[Start of section]

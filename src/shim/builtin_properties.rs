//! Well-known properties of host built-ins.
//!
//! Introspection over a host built-in should report plausible attributes even
//! though nothing was ever stored for it. The names and attributes are fixed;
//! values are read from the object.
//!
//! Intrinsic entries always exist and synthesize their value from host state.
//! Binding entries only give default attributes to a host binding of that
//! name, such as a method the host has put on `Math`. A stored descriptor
//! still overrides them.

use std::collections::HashMap;

use crate::ds::object::{ObjectClass, ObjectType};
use crate::ds::object_property::PropertyDescriptor;
use crate::ds::operations::type_conversion::to_array_index;
use crate::ds::value::{JsNumberType, JsValue};

#[derive(Debug, Clone, Copy, PartialEq, Eq, Hash)]
pub enum BuiltinKind {
    Number,
    Math,
    String,
    StringConstructor,
    RegExp,
    Array,
    Function,
}

#[derive(Debug, Clone, Copy, PartialEq, Eq)]
pub enum Backing {
    Intrinsic,
    Binding,
}

#[derive(Debug)]
pub struct BuiltinProperty {
    pub name: &'static str,
    pub writable: bool,
    pub enumerable: bool,
    pub configurable: bool,
    pub backing: Backing,
}

const fn fixed(name: &'static str) -> BuiltinProperty {
    BuiltinProperty {
        name,
        writable: false,
        enumerable: false,
        configurable: false,
        backing: Backing::Intrinsic,
    }
}

const fn writable(name: &'static str) -> BuiltinProperty {
    BuiltinProperty {
        name,
        writable: true,
        enumerable: false,
        configurable: false,
        backing: Backing::Intrinsic,
    }
}

const fn fixed_binding(name: &'static str) -> BuiltinProperty {
    BuiltinProperty {
        name,
        writable: false,
        enumerable: false,
        configurable: false,
        backing: Backing::Binding,
    }
}

const fn method(name: &'static str) -> BuiltinProperty {
    BuiltinProperty {
        name,
        writable: true,
        enumerable: false,
        configurable: true,
        backing: Backing::Binding,
    }
}

const MATH_METHODS: [&str; 18] = [
    "abs", "acos", "asin", "atan", "atan2", "ceil", "cos", "exp", "floor", "log", "max", "min",
    "pow", "random", "round", "sin", "sqrt", "tan",
];

lazy_static! {
    static ref BUILTIN_PROPERTIES: HashMap<BuiltinKind, Vec<BuiltinProperty>> = {
        let mut m = HashMap::new();
        m.insert(
            BuiltinKind::Number,
            vec![
                fixed("MAX_VALUE"),
                fixed("MIN_VALUE"),
                fixed("NaN"),
                fixed("NEGATIVE_INFINITY"),
                fixed("POSITIVE_INFINITY"),
            ],
        );
        let mut math = vec![
            fixed("E"),
            fixed("LN10"),
            fixed("LN2"),
            fixed("LOG10E"),
            fixed("LOG2E"),
            fixed("PI"),
            fixed("SQRT1_2"),
            fixed("SQRT2"),
        ];
        math.extend(MATH_METHODS.iter().map(|name| method(*name)));
        m.insert(BuiltinKind::Math, math);
        m.insert(BuiltinKind::String, vec![fixed("length")]);
        m.insert(BuiltinKind::StringConstructor, vec![method("fromCharCode")]);
        m.insert(
            BuiltinKind::RegExp,
            vec![
                fixed("source"),
                fixed("global"),
                fixed("ignoreCase"),
                fixed("multiline"),
                writable("lastIndex"),
            ],
        );
        m.insert(BuiltinKind::Array, vec![writable("length")]);
        m.insert(
            BuiltinKind::Function,
            vec![
                fixed("length"),
                fixed("name"),
                fixed_binding("arguments"),
                fixed_binding("caller"),
                fixed_binding("prototype"),
            ],
        );
        m
    };
}

pub fn builtin_kind(o: &ObjectType) -> Option<BuiltinKind> {
    match o {
        ObjectType::Ordinary(o) => match o.class {
            ObjectClass::Object => None,
            ObjectClass::Math => Some(BuiltinKind::Math),
            ObjectClass::Number => Some(BuiltinKind::Number),
            ObjectClass::StringConstructor => Some(BuiltinKind::StringConstructor),
            ObjectClass::RegExp(_) => Some(BuiltinKind::RegExp),
        },
        ObjectType::Function(_) => Some(BuiltinKind::Function),
        ObjectType::Array(_) => Some(BuiltinKind::Array),
        ObjectType::String(_) => Some(BuiltinKind::String),
    }
}

pub fn builtin_properties(kind: BuiltinKind) -> &'static [BuiltinProperty] {
    BUILTIN_PROPERTIES
        .get(&kind)
        .map(|v| v.as_slice())
        .unwrap_or(&[])
}

fn string_index(o: &ObjectType, name: &str) -> Option<JsValue> {
    match o {
        ObjectType::String(s) => to_array_index(name)
            .and_then(|idx| s.code_unit_at(idx as usize))
            .map(JsValue::String),
        _ => None,
    }
}

/// Built-in attribute record for `name`, if `o` has one.
pub fn find_builtin(o: &ObjectType, name: &str) -> Option<&'static BuiltinProperty> {
    let kind = builtin_kind(o)?;
    builtin_properties(kind).iter().find(|p| p.name == name)
}

fn find_intrinsic(o: &ObjectType, name: &str) -> Option<&'static BuiltinProperty> {
    find_builtin(o, name).filter(|p| p.backing == Backing::Intrinsic)
}

/// Whether `name` is synthesized from host state rather than a binding.
pub fn is_builtin(o: &ObjectType, name: &str) -> bool {
    find_intrinsic(o, name).is_some() || string_index(o, name).is_some()
}

/// Every intrinsic name of `o`, string indices first.
pub fn builtin_names(o: &ObjectType) -> Vec<String> {
    let mut names = vec![];
    if let ObjectType::String(s) = o {
        names.extend((0..s.length()).map(|i| i.to_string()));
    }
    if let Some(kind) = builtin_kind(o) {
        names.extend(
            builtin_properties(kind)
                .iter()
                .filter(|p| p.backing == Backing::Intrinsic)
                .map(|p| p.name.to_string()),
        );
    }
    names
}

/// Descriptor of a host binding with no stored descriptor: the binding
/// entry's attributes when `o` has one for `name`, all-true otherwise.
pub fn binding_descriptor(o: &ObjectType, name: &str, value: JsValue) -> PropertyDescriptor {
    match find_builtin(o, name).filter(|p| p.backing == Backing::Binding) {
        Some(p) => PropertyDescriptor::Data {
            value,
            writable: p.writable,
            enumerable: p.enumerable,
            configurable: p.configurable,
        },
        None => PropertyDescriptor::plain(value),
    }
}

fn builtin_value(o: &ObjectType, name: &str) -> JsValue {
    match (o, name) {
        (ObjectType::Array(a), "length") => JsValue::int(a.length() as i64),
        (ObjectType::String(s), "length") => JsValue::int(s.length() as i64),
        (ObjectType::Function(f), "length") => JsValue::int(f.arity as i64),
        (ObjectType::Function(f), "name") => JsValue::String(f.name.to_string()),
        (ObjectType::Ordinary(ord), _) => match &ord.class {
            ObjectClass::RegExp(r) => match name {
                "source" => JsValue::String(r.source.to_string()),
                "global" => JsValue::Boolean(r.global),
                "ignoreCase" => JsValue::Boolean(r.ignore_case),
                "multiline" => JsValue::Boolean(r.multiline),
                "lastIndex" => JsValue::int(r.last_index),
                _ => JsValue::Undefined,
            },
            ObjectClass::Math => match name {
                "E" => JsValue::float(std::f64::consts::E),
                "LN10" => JsValue::float(std::f64::consts::LN_10),
                "LN2" => JsValue::float(std::f64::consts::LN_2),
                "LOG10E" => JsValue::float(std::f64::consts::LOG10_E),
                "LOG2E" => JsValue::float(std::f64::consts::LOG2_E),
                "PI" => JsValue::float(std::f64::consts::PI),
                "SQRT1_2" => JsValue::float(std::f64::consts::FRAC_1_SQRT_2),
                "SQRT2" => JsValue::float(std::f64::consts::SQRT_2),
                _ => JsValue::Undefined,
            },
            ObjectClass::Number => match name {
                "MAX_VALUE" => JsValue::float(f64::MAX),
                "MIN_VALUE" => JsValue::float(f64::from_bits(1)),
                "NaN" => JsValue::Number(JsNumberType::NaN),
                "NEGATIVE_INFINITY" => JsValue::Number(JsNumberType::NegativeInfinity),
                "POSITIVE_INFINITY" => JsValue::Number(JsNumberType::PositiveInfinity),
                _ => JsValue::Undefined,
            },
            ObjectClass::Object | ObjectClass::StringConstructor => JsValue::Undefined,
        },
        _ => JsValue::Undefined,
    }
}

/// Synthesized descriptor for a built-in property of `o`.
pub fn builtin_descriptor(o: &ObjectType, name: &str) -> Option<PropertyDescriptor> {
    if let Some(ch) = string_index(o, name) {
        return Some(PropertyDescriptor::Data {
            value: ch,
            writable: false,
            enumerable: true,
            configurable: false,
        });
    }
    let p = find_intrinsic(o, name)?;
    log::trace!("synthesized built-in {}.{}", o.class_name(), name);
    Some(PropertyDescriptor::Data {
        value: builtin_value(o, name),
        writable: p.writable,
        enumerable: p.enumerable,
        configurable: p.configurable,
    })
}

fn numeric(value: &JsValue) -> Option<f64> {
    match value {
        JsValue::Number(n) => Some(n.as_f64()),
        _ => None,
    }
}

/// Whether `value` may be stored into the writable built-in `name` of `o`.
pub fn accepts_builtin_value(o: &ObjectType, name: &str, value: &JsValue) -> bool {
    let n = match numeric(value) {
        Some(n) => n,
        None => return false,
    };
    match (o, name) {
        (ObjectType::Array(_), "length") => n >= 0.0 && n.fract() == 0.0 && n <= u32::MAX as f64,
        (ObjectType::Ordinary(ord), "lastIndex") => {
            matches!(ord.class, ObjectClass::RegExp(_)) && n.is_finite()
        }
        _ => false,
    }
}

/// New length for a write of `value` to an array's `length`, if valid.
pub fn array_length_value(o: &ObjectType, name: &str, value: &JsValue) -> Option<u32> {
    match o {
        ObjectType::Array(_) if name == "length" && accepts_builtin_value(o, name, value) => {
            numeric(value).map(|n| n as u32)
        }
        _ => None,
    }
}

/// Writes a writable built-in. Only `Array.length` and `RegExp.lastIndex` are
/// writable; anything else is ignored and reported as `false`. A shorter array
/// length drops elements without looking at their attributes.
pub fn set_builtin_value(o: &mut ObjectType, name: &str, value: &JsValue) -> bool {
    if !accepts_builtin_value(o, name, value) {
        return false;
    }
    let n = numeric(value).unwrap_or(0.0);
    match (o, name) {
        (ObjectType::Array(a), "length") => {
            a.set_length(n as u32);
            true
        }
        (ObjectType::Ordinary(ord), "lastIndex") => match &mut ord.class {
            ObjectClass::RegExp(r) => {
                r.last_index = n.trunc() as i64;
                true
            }
            _ => false,
        },
        _ => false,
    }
}

#[cfg(test)]
mod tests {
    use super::*;
    use crate::ds::function_object::new_function_object;
    use crate::ds::object::{new_array_object, new_math_object, new_string_object};

    #[test]
    fn test_math_constants_are_fixed() {
        let math = new_math_object();
        let desc = builtin_descriptor(&math.borrow(), "PI").unwrap();
        assert_eq!(
            desc,
            PropertyDescriptor::Data {
                value: JsValue::float(std::f64::consts::PI),
                writable: false,
                enumerable: false,
                configurable: false,
            }
        );
        assert!(builtin_descriptor(&math.borrow(), "TAU").is_none());
    }

    #[test]
    fn test_array_length_tracks_elements() {
        let arr = new_array_object(vec![JsValue::int(1), JsValue::int(2)]);
        let desc = builtin_descriptor(&arr.borrow(), "length").unwrap();
        assert_eq!(desc.value(), Some(&JsValue::int(2)));
        assert!(desc.is_writable());
        assert!(set_builtin_value(&mut arr.borrow_mut(), "length", &JsValue::int(5)));
        let desc = builtin_descriptor(&arr.borrow(), "length").unwrap();
        assert_eq!(desc.value(), Some(&JsValue::int(5)));
        assert!(!set_builtin_value(&mut arr.borrow_mut(), "length", &JsValue::float(1.5)));
    }

    #[test]
    fn test_string_wrapper_names() {
        let s = new_string_object("ab");
        assert_eq!(builtin_names(&s.borrow()), vec!["0", "1", "length"]);
        let desc = builtin_descriptor(&s.borrow(), "1").unwrap();
        assert_eq!(desc.value(), Some(&JsValue::str("b")));
        assert!(desc.is_enumerable());
    }

    #[test]
    fn test_binding_entries_only_shape_existing_bindings() {
        let math = new_math_object();
        assert!(!is_builtin(&math.borrow(), "floor"));
        assert!(builtin_descriptor(&math.borrow(), "floor").is_none());
        assert!(!builtin_names(&math.borrow()).contains(&"floor".to_string()));

        let desc = binding_descriptor(&math.borrow(), "floor", JsValue::int(0));
        assert!(desc.is_writable());
        assert!(desc.is_configurable());
        assert!(!desc.is_enumerable());

        let plain = binding_descriptor(&math.borrow(), "mine", JsValue::int(0));
        assert!(plain.is_enumerable());
    }

    #[test]
    fn test_function_names_are_fixed() {
        let f = new_function_object("f", 2, |_, _, _| Ok(JsValue::Undefined));
        let name = builtin_descriptor(&f.borrow(), "name").unwrap();
        assert!(!name.is_configurable());
        assert!(!name.is_writable());
        let proto = binding_descriptor(&f.borrow(), "prototype", JsValue::Null);
        assert!(!proto.is_configurable());
        assert!(!proto.is_enumerable());
    }

    #[test]
    fn test_array_length_bounds() {
        let arr = new_array_object(vec![]);
        let max = JsValue::float(u32::MAX as f64);
        assert!(accepts_builtin_value(&arr.borrow(), "length", &max));
        assert!(!accepts_builtin_value(&arr.borrow(), "length", &JsValue::float(4294967296.0)));
        assert!(!accepts_builtin_value(&arr.borrow(), "length", &JsValue::int(-1)));
        assert!(!accepts_builtin_value(&arr.borrow(), "length", &JsValue::str("3")));
    }
}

[End of section]

Only the lines from the one containing "2, |_, _, _| Ok(JsValue::Undefined));" through the end of the records above belong in the answer, each exactly as written.

        let f = new_function_object("f", 2, |_, _, _| Ok(JsValue::Undefined));
        let name = builtin_descriptor(&f.borrow(), "name").unwrap();
        assert!(!name.is_configurable());
        assert!(!name.is_writable());
        let proto = binding_descriptor(&f.borrow(), "prototype", JsValue::Null);
        assert!(!proto.is_configurable());
        assert!(!proto.is_enumerable());
    }

    #[test]
    fn test_array_length_bounds() {
        let arr = new_array_object(vec![]);
        let max = JsValue::float(u32::MAX as f64);
        assert!(accepts_builtin_value(&arr.borrow(), "length", &max));
        assert!(!accepts_builtin_value(&arr.borrow(), "length", &JsValue::float(4294967296.0)));
        assert!(!accepts_builtin_value(&arr.borrow(), "length", &JsValue::int(-1)));
        assert!(!accepts_builtin_value(&arr.borrow(), "length", &JsValue::str("3")));
    }
}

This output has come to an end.